### Task prompt:
Given the entries below, please return each one exactly.

Collected data
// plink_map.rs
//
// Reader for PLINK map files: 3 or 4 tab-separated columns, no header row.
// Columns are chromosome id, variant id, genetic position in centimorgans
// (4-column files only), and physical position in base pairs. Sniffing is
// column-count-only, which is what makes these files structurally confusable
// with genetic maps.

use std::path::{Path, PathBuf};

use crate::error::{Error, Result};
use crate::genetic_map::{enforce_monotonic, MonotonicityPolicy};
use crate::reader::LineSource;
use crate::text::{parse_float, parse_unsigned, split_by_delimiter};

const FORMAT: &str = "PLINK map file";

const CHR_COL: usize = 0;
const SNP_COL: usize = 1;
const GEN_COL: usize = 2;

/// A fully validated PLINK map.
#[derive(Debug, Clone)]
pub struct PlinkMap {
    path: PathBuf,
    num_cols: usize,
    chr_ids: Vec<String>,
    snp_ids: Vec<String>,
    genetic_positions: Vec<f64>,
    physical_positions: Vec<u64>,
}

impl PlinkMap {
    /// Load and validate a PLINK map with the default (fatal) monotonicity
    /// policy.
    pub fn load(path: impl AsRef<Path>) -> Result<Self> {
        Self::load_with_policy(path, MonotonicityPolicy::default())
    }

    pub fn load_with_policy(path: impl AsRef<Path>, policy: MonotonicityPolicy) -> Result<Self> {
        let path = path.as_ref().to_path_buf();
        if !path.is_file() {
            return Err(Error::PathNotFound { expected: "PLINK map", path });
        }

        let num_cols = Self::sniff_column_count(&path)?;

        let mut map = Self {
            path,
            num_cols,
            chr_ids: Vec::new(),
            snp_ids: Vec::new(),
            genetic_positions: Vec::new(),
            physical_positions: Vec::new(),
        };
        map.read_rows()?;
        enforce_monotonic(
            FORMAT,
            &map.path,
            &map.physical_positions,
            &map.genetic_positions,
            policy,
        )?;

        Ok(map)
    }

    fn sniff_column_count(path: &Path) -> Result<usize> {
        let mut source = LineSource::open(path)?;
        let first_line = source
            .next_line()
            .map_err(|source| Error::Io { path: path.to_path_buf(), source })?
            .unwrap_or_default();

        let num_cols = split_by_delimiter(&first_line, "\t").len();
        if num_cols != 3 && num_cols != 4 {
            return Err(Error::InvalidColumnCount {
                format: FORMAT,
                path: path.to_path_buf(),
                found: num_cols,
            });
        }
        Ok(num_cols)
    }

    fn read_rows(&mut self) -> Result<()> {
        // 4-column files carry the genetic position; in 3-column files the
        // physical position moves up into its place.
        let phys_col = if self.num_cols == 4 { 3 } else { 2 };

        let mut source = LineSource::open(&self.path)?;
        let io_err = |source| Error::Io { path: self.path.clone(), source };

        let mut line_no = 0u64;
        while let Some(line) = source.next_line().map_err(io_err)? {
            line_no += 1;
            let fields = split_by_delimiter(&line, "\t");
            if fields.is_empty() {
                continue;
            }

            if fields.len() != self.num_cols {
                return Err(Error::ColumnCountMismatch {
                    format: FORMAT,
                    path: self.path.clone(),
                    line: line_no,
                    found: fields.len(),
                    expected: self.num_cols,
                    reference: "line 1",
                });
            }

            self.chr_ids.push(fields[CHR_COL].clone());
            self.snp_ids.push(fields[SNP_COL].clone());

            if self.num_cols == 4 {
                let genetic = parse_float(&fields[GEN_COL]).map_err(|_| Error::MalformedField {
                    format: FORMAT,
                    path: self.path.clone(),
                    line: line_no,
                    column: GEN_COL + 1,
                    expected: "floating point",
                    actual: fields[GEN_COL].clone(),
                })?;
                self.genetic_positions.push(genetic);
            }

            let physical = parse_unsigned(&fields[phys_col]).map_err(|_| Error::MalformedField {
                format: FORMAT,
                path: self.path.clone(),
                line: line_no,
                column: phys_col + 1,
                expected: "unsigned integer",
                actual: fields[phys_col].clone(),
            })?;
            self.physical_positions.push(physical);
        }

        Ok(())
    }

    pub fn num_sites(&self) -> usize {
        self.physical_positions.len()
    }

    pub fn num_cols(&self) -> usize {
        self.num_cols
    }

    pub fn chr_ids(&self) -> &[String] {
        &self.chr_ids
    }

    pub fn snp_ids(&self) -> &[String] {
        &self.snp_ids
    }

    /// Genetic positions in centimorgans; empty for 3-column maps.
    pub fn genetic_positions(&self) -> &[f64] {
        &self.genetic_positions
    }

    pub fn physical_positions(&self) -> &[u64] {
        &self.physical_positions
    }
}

### Reply:
// plink_map.rs
//
// Reader for PLINK map files: 3 or 4 tab-separated columns, no header row.
// Columns are chromosome id, variant id, genetic position in centimorgans
// (4-column files only), and physical position in base pairs. Sniffing is
// column-count-only, which is what makes these files structurally confusable
// with genetic maps.

use std::path::{Path, PathBuf};

use crate::error::{Error, Result};
use crate::genetic_map::{enforce_monotonic, MonotonicityPolicy};
use crate::reader::LineSource;
use crate::text::{parse_float, parse_unsigned, split_by_delimiter};

const FORMAT: &str = "PLINK map file";

const CHR_COL: usize = 0;
const SNP_COL: usize = 1;
const GEN_COL: usize = 2;

/// A fully validated PLINK map.
#[derive(Debug, Clone)]
pub struct PlinkMap {
    path: PathBuf,
    num_cols: usize,
    chr_ids: Vec<String>,
    snp_ids: Vec<String>,
    genetic_positions: Vec<f64>,
    physical_positions: Vec<u64>,
}

impl PlinkMap {
    /// Load and validate a PLINK map with the default (fatal) monotonicity
    /// policy.
    pub fn load(path: impl AsRef<Path>) -> Result<Self> {
        Self::load_with_policy(path, MonotonicityPolicy::default())
    }

    pub fn load_with_policy(path: impl AsRef<Path>, policy: MonotonicityPolicy) -> Result<Self> {
        let path = path.as_ref().to_path_buf();
        if !path.is_file() {
            return Err(Error::PathNotFound { expected: "PLINK map", path });
        }

        let num_cols = Self::sniff_column_count(&path)?;

        let mut map = Self {
            path,
            num_cols,
            chr_ids: Vec::new(),
            snp_ids: Vec::new(),
            genetic_positions: Vec::new(),
            physical_positions: Vec::new(),
        };
        map.read_rows()?;
        enforce_monotonic(
            FORMAT,
            &map.path,
            &map.physical_positions,
            &map.genetic_positions,
            policy,
        )?;

        Ok(map)
    }

    fn sniff_column_count(path: &Path) -> Result<usize> {
        let mut source = LineSource::open(path)?;
        let first_line = source
            .next_line()
            .map_err(|source| Error::Io { path: path.to_path_buf(), source })?
            .unwrap_or_default();

        let num_cols = split_by_delimiter(&first_line, "\t").len();
        if num_cols != 3 && num_cols != 4 {
            return Err(Error::InvalidColumnCount {
                format: FORMAT,
                path: path.to_path_buf(),
                found: num_cols,
            });
        }
        Ok(num_cols)
    }

    fn read_rows(&mut self) -> Result<()> {
        // 4-column files carry the genetic position; in 3-column files the
        // physical position moves up into its place.
        let phys_col = if self.num_cols == 4 { 3 } else { 2 };

        let mut source = LineSource::open(&self.path)?;
        let io_err = |source| Error::Io { path: self.path.clone(), source };

        let mut line_no = 0u64;
        while let Some(line) = source.next_line().map_err(io_err)? {
            line_no += 1;
            let fields = split_by_delimiter(&line, "\t");
            if fields.is_empty() {
                continue;
            }

            if fields.len() != self.num_cols {
                return Err(Error::ColumnCountMismatch {
                    format: FORMAT,
                    path: self.path.clone(),
                    line: line_no,
                    found: fields.len(),
                    expected: self.num_cols,
                    reference: "line 1",
                });
            }

            self.chr_ids.push(fields[CHR_COL].clone());
            self.snp_ids.push(fields[SNP_COL].clone());

            if self.num_cols == 4 {
                let genetic = parse_float(&fields[GEN_COL]).map_err(|_| Error::MalformedField {
                    format: FORMAT,
                    path: self.path.clone(),
                    line: line_no,
                    column: GEN_COL + 1,
                    expected: "floating point",
                    actual: fields[GEN_COL].clone(),
                })?;
                self.genetic_positions.push(genetic);
            }

            let physical = parse_unsigned(&fields[phys_col]).map_err(|_| Error::MalformedField {
                format: FORMAT,
                path: self.path.clone(),
                line: line_no,
                column: phys_col + 1,
                expected: "unsigned integer",
                actual: fields[phys_col].clone(),
            })?;
            self.physical_positions.push(physical);
        }

        Ok(())
    }

    pub fn num_sites(&self) -> usize {
        self.physical_positions.len()
    }

    pub fn num_cols(&self) -> usize {
        self.num_cols
    }

    pub fn chr_ids(&self) -> &[String] {
        &self.chr_ids
    }

    pub fn snp_ids(&self) -> &[String] {
        &self.snp_ids
    }

    /// Genetic positions in centimorgans; empty for 3-column maps.
    pub fn genetic_positions(&self) -> &[f64] {
        &self.genetic_positions
    }

    pub fn physical_positions(&self) -> &[u64] {
        &self.physical_positions
    }
}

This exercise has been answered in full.